*** Entries provided ***

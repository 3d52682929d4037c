//! Benchmarks for ADSR envelope generator.

use std::hint::black_box;

use criterion::{BenchmarkId, Criterion};
use saavy_grain::dsp::{Envelope, EnvelopeParams};

use crate::BLOCK_SIZES;

pub fn bench_envelope(c: &mut Criterion) {
    let mut group = c.benchmark_group("dsp/envelope");

    for &size in BLOCK_SIZES {
        let mut buffer = vec![0.0f32; size];

        // Attack phase (ramping up)
        let mut env = Envelope::with_params(48_000.0, EnvelopeParams::new(0.1, 0.1, 0.7, 0.3));
        env.note_on();
        group.bench_with_input(BenchmarkId::new("attack", size), &size, |b, _| {
            b.iter(|| env.render(black_box(&mut buffer)))
        });

        // Sustain phase (holding steady)
        let mut env =
            Envelope::with_params(48_000.0, EnvelopeParams::new(0.001, 0.001, 0.7, 0.3));
        env.note_on();
        for _ in 0..200 {
            env.tick();
        }
        group.bench_with_input(BenchmarkId::new("sustain", size), &size, |b, _| {
            b.iter(|| env.render(black_box(&mut buffer)))
        });

        // Release phase (ramping down)
        let mut env =
            Envelope::with_params(48_000.0, EnvelopeParams::new(0.001, 0.001, 0.7, 10.0));
        env.note_on();
        for _ in 0..200 {
            env.tick();
        }
        env.note_off(true);
        group.bench_with_input(BenchmarkId::new("release", size), &size, |b, _| {
            b.iter(|| env.render(black_box(&mut buffer)))
        });
    }

    group.finish();
}
//! Configuration error types.
//!
//! Only the control path can fail. Everything that runs inside the audio
//! callback (`ingest`, `tick`, `render`) is total over its inputs.

use thiserror::Error;

/// Errors raised while configuring the recorder, voices or engine.
#[derive(Error, Debug, Clone, PartialEq)]
pub enum ConfigError {
    /// The recorder and voices need at least one channel
    #[error("channel count must be at least 1, got {0}")]
    InvalidChannelCount(usize),

    /// Sample rate is zero, negative or not finite
    #[error("invalid sample rate: {0} Hz")]
    InvalidSampleRate(f32),

    /// Block size is zero
    #[error("block size must be at least 1 frame, got {0}")]
    InvalidBlockSize(usize),

    /// Voice pool would be empty
    #[error("voice count must be at least 1, got {0}")]
    InvalidVoiceCount(usize),

    /// An envelope stage was given a negative or non-finite duration
    #[error("{stage} time must be a finite, non-negative number of seconds, got {seconds}")]
    NegativeTime { stage: &'static str, seconds: f32 },

    /// Sustain level outside `[0, 1]`
    #[error("sustain level must be within [0, 1], got {0}")]
    SustainOutOfRange(f32),

    /// Playback rate is NaN or infinite
    #[error("playback rate must be finite, got {0}")]
    InvalidPlaybackRate(f64),
}

/// Result type for configuration operations
pub type Result<T> = std::result::Result<T, ConfigError>;
//! Shared state types for UI communication
//!
//! Static data is handed over once at startup; per-block updates are `Copy`
//! so the audio thread can publish them without allocating.

use saavy_grain::{dsp::EnvelopeParams, synth::RatePolicy};

/// Voices shown in the meter panel
pub const MAX_UI_VOICES: usize = 16;

/// Static state captured at startup
#[derive(Clone, Debug)]
pub struct UiInit {
    pub sample_rate: f32,
    pub channels: usize,
    pub voices: usize,
    pub buffer_frames: usize,
    pub rate: RatePolicy,
    pub envelope: EnvelopeParams,
}

/// One voice as seen by the UI
#[derive(Clone, Copy, Debug, Default)]
pub struct VoiceMeter {
    pub active: bool,
    pub level: f32,
    pub note: u8,
}

/// Dynamic state sent from the audio thread after every block
#[derive(Clone, Copy, Debug, Default)]
pub struct UiUpdate {
    pub voices: [VoiceMeter; MAX_UI_VOICES],
    pub active_voices: u8,
}
//! grain - live granular sampler in the terminal
//!
//! Records the default input device and replays it through grain voices on
//! the default output device. Play notes from the computer keyboard.
//!
//! Run with: cargo run --bin grain

mod app;
mod ui;

fn main() -> color_eyre::Result<()> {
    color_eyre::install()?;
    env_logger::init();

    app::run()
}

***

## [About this exercise]
Retype, without changes, the lines from the line holding "the computer keyboard." to the end of the data, both ends included.

## [Answer box]
//! the default output device. Play notes from the computer keyboard.
//!
//! Run with: cargo run --bin grain

mod app;
mod ui;

fn main() -> color_eyre::Result<()> {
    color_eyre::install()?;
    env_logger::init();

    app::run()
}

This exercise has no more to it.